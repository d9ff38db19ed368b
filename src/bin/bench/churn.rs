// Copyright 2026 Hypermesh Foundation. All rights reserved.
// APFlow Wireless Balancing Engine - Bench: Poisson User Churn
//
// Arrivals and departures are Poisson per tick and reach the engine through
// the ordinary command queue, the same path an operator console would use.

use apflow_engine::config::CampusConfig;
use apflow_engine::{Command, Position, UserId};
use rand::Rng;
use rand_chacha::ChaCha8Rng;

#[derive(Debug, Clone, Copy)]
pub struct ChurnRates {
    /// Expected new users per tick.
    pub arrivals: f64,
    /// Expected departures per tick.
    pub departures: f64,
}

impl ChurnRates {
    pub const NONE: ChurnRates = ChurnRates { arrivals: 0.0, departures: 0.0 };
}

pub struct ChurnGenerator {
    rng: ChaCha8Rng,
    pub arrivals: u32,
    pub departures: u32,
}

impl ChurnGenerator {
    pub fn new(rng: ChaCha8Rng) -> Self {
        Self { rng, arrivals: 0, departures: 0 }
    }

    /// Commands for one tick. Departures pick distinct users from `present`.
    pub fn generate_tick(&mut self, rates: ChurnRates, campus: &CampusConfig, present: &[UserId]) -> Vec<Command> {
        let mut commands = Vec::new();

        let leaving = (poisson_sample(&mut self.rng, rates.departures) as usize).min(present.len());
        let mut pool = present.to_vec();
        for _ in 0..leaving {
            let idx = self.rng.gen_range(0..pool.len());
            let id = pool.swap_remove(idx);
            commands.push(Command::RemoveUser { id });
            self.departures += 1;
        }

        for _ in 0..poisson_sample(&mut self.rng, rates.arrivals) {
            let floor = self.rng.gen_range(campus.min_floor..=campus.max_floor);
            let x = self.rng.gen_range(0.0..=campus.width);
            let y = self.rng.gen_range(0.0..=campus.height);
            commands.push(Command::AddUser { position: Position::new(floor, x, y), airtime_demand: None });
            self.arrivals += 1;
        }

        commands
    }
}

/// Knuth's method below λ = 30, normal approximation above.
fn poisson_sample(rng: &mut ChaCha8Rng, lambda: f64) -> u32 {
    if lambda <= 0.0 {
        return 0;
    }
    if lambda < 30.0 {
        let l = (-lambda).exp();
        let mut k: u32 = 0;
        let mut p: f64 = 1.0;
        loop {
            k += 1;
            p *= rng.gen::<f64>();
            if p <= l {
                return k - 1;
            }
        }
    } else {
        let u1: f64 = rng.gen::<f64>().max(f64::MIN_POSITIVE);
        let u2: f64 = rng.gen();
        let z = (-2.0 * u1.ln()).sqrt() * (2.0 * std::f64::consts::PI * u2).cos();
        (lambda + lambda.sqrt() * z).round().max(0.0) as u32
    }
}

#[cfg(test)]
mod tests {
    use super::*;
    use rand::SeedableRng;

    #[test]
    fn poisson_mean_tracks_lambda() {
        let mut rng = ChaCha8Rng::seed_from_u64(42);
        let lambda = 3.0;
        let n = 10_000;
        let sum: u64 = (0..n).map(|_| poisson_sample(&mut rng, lambda) as u64).sum();
        let mean = sum as f64 / n as f64;
        assert!((mean - lambda).abs() < 0.2, "Poisson mean {} far from λ={}", mean, lambda);
    }

    #[test]
    fn departures_never_repeat_a_user() {
        let mut churn = ChurnGenerator::new(ChaCha8Rng::seed_from_u64(7));
        let campus = CampusConfig::default();
        let present: Vec<UserId> = (1..=4).collect();
        let rates = ChurnRates { arrivals: 0.0, departures: 50.0 };
        let commands = churn.generate_tick(rates, &campus, &present);
        let mut removed: Vec<UserId> = commands
            .iter()
            .filter_map(|c| match c {
                Command::RemoveUser { id } => Some(*id),
                _ => None,
            })
            .collect();
        removed.sort_unstable();
        assert_eq!(removed, present);
    }

    #[test]
    fn arrivals_land_inside_the_campus() {
        let mut churn = ChurnGenerator::new(ChaCha8Rng::seed_from_u64(9));
        let campus = CampusConfig { width: 50.0, height: 20.0, min_floor: 2, max_floor: 3 };
        let rates = ChurnRates { arrivals: 20.0, departures: 0.0 };
        for command in churn.generate_tick(rates, &campus, &[]) {
            let Command::AddUser { position, .. } = command else { panic!("unexpected {command:?}") };
            assert!(campus.contains(&position));
        }
        assert!(churn.arrivals > 0);
    }
}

___

§ **ABOUT THIS TASK**
Top to bottom, set down the entries above word for word.

§ **ANSWER SPACE**
repository d9ff38db19ed368b
filename src/bin/bench/churn.rs
// Copyright 2026 Hypermesh Foundation. All rights reserved.
// APFlow Wireless Balancing Engine - Bench: Poisson User Churn
//
// Arrivals and departures are Poisson per tick and reach the engine through
// the ordinary command queue, the same path an operator console would use.

use apflow_engine::config::CampusConfig;
use apflow_engine::{Command, Position, UserId};
use rand::Rng;
use rand_chacha::ChaCha8Rng;

#[derive(Debug, Clone, Copy)]
pub struct ChurnRates {
    /// Expected new users per tick.
    pub arrivals: f64,
    /// Expected departures per tick.
    pub departures: f64,
}

impl ChurnRates {
    pub const NONE: ChurnRates = ChurnRates { arrivals: 0.0, departures: 0.0 };
}

pub struct ChurnGenerator {
    rng: ChaCha8Rng,
    pub arrivals: u32,
    pub departures: u32,
}

impl ChurnGenerator {
    pub fn new(rng: ChaCha8Rng) -> Self {
        Self { rng, arrivals: 0, departures: 0 }
    }

    /// Commands for one tick. Departures pick distinct users from `present`.
    pub fn generate_tick(&mut self, rates: ChurnRates, campus: &CampusConfig, present: &[UserId]) -> Vec<Command> {
        let mut commands = Vec::new();

        let leaving = (poisson_sample(&mut self.rng, rates.departures) as usize).min(present.len());
        let mut pool = present.to_vec();
        for _ in 0..leaving {
            let idx = self.rng.gen_range(0..pool.len());
            let id = pool.swap_remove(idx);
            commands.push(Command::RemoveUser { id });
            self.departures += 1;
        }

        for _ in 0..poisson_sample(&mut self.rng, rates.arrivals) {
            let floor = self.rng.gen_range(campus.min_floor..=campus.max_floor);
            let x = self.rng.gen_range(0.0..=campus.width);
            let y = self.rng.gen_range(0.0..=campus.height);
            commands.push(Command::AddUser { position: Position::new(floor, x, y), airtime_demand: None });
            self.arrivals += 1;
        }

        commands
    }
}

/// Knuth's method below λ = 30, normal approximation above.
fn poisson_sample(rng: &mut ChaCha8Rng, lambda: f64) -> u32 {
    if lambda <= 0.0 {
        return 0;
    }
    if lambda < 30.0 {
        let l = (-lambda).exp();
        let mut k: u32 = 0;
        let mut p: f64 = 1.0;
        loop {
            k += 1;
            p *= rng.gen::<f64>();
            if p <= l {
                return k - 1;
            }
        }
    } else {
        let u1: f64 = rng.gen::<f64>().max(f64::MIN_POSITIVE);
        let u2: f64 = rng.gen();
        let z = (-2.0 * u1.ln()).sqrt() * (2.0 * std::f64::consts::PI * u2).cos();
        (lambda + lambda.sqrt() * z).round().max(0.0) as u32
    }
}

#[cfg(test)]
mod tests {
    use super::*;
    use rand::SeedableRng;

    #[test]
    fn poisson_mean_tracks_lambda() {
        let mut rng = ChaCha8Rng::seed_from_u64(42);
        let lambda = 3.0;
        let n = 10_000;
        let sum: u64 = (0..n).map(|_| poisson_sample(&mut rng, lambda) as u64).sum();
        let mean = sum as f64 / n as f64;
        assert!((mean - lambda).abs() < 0.2, "Poisson mean {} far from λ={}", mean, lambda);
    }

    #[test]
    fn departures_never_repeat_a_user() {
        let mut churn = ChurnGenerator::new(ChaCha8Rng::seed_from_u64(7));
        let campus = CampusConfig::default();
        let present: Vec<UserId> = (1..=4).collect();
        let rates = ChurnRates { arrivals: 0.0, departures: 50.0 };
        let commands = churn.generate_tick(rates, &campus, &present);
        let mut removed: Vec<UserId> = commands
            .iter()
            .filter_map(|c| match c {
                Command::RemoveUser { id } => Some(*id),
                _ => None,
            })
            .collect();
        removed.sort_unstable();
        assert_eq!(removed, present);
    }

    #[test]
    fn arrivals_land_inside_the_campus() {
        let mut churn = ChurnGenerator::new(ChaCha8Rng::seed_from_u64(9));
        let campus = CampusConfig { width: 50.0, height: 20.0, min_floor: 2, max_floor: 3 };
        let rates = ChurnRates { arrivals: 20.0, departures: 0.0 };
        for command in churn.generate_tick(rates, &campus, &[]) {
            let Command::AddUser { position, .. } = command else { panic!("unexpected {command:?}") };
            assert!(campus.contains(&position));
        }
        assert!(churn.arrivals > 0);
    }
}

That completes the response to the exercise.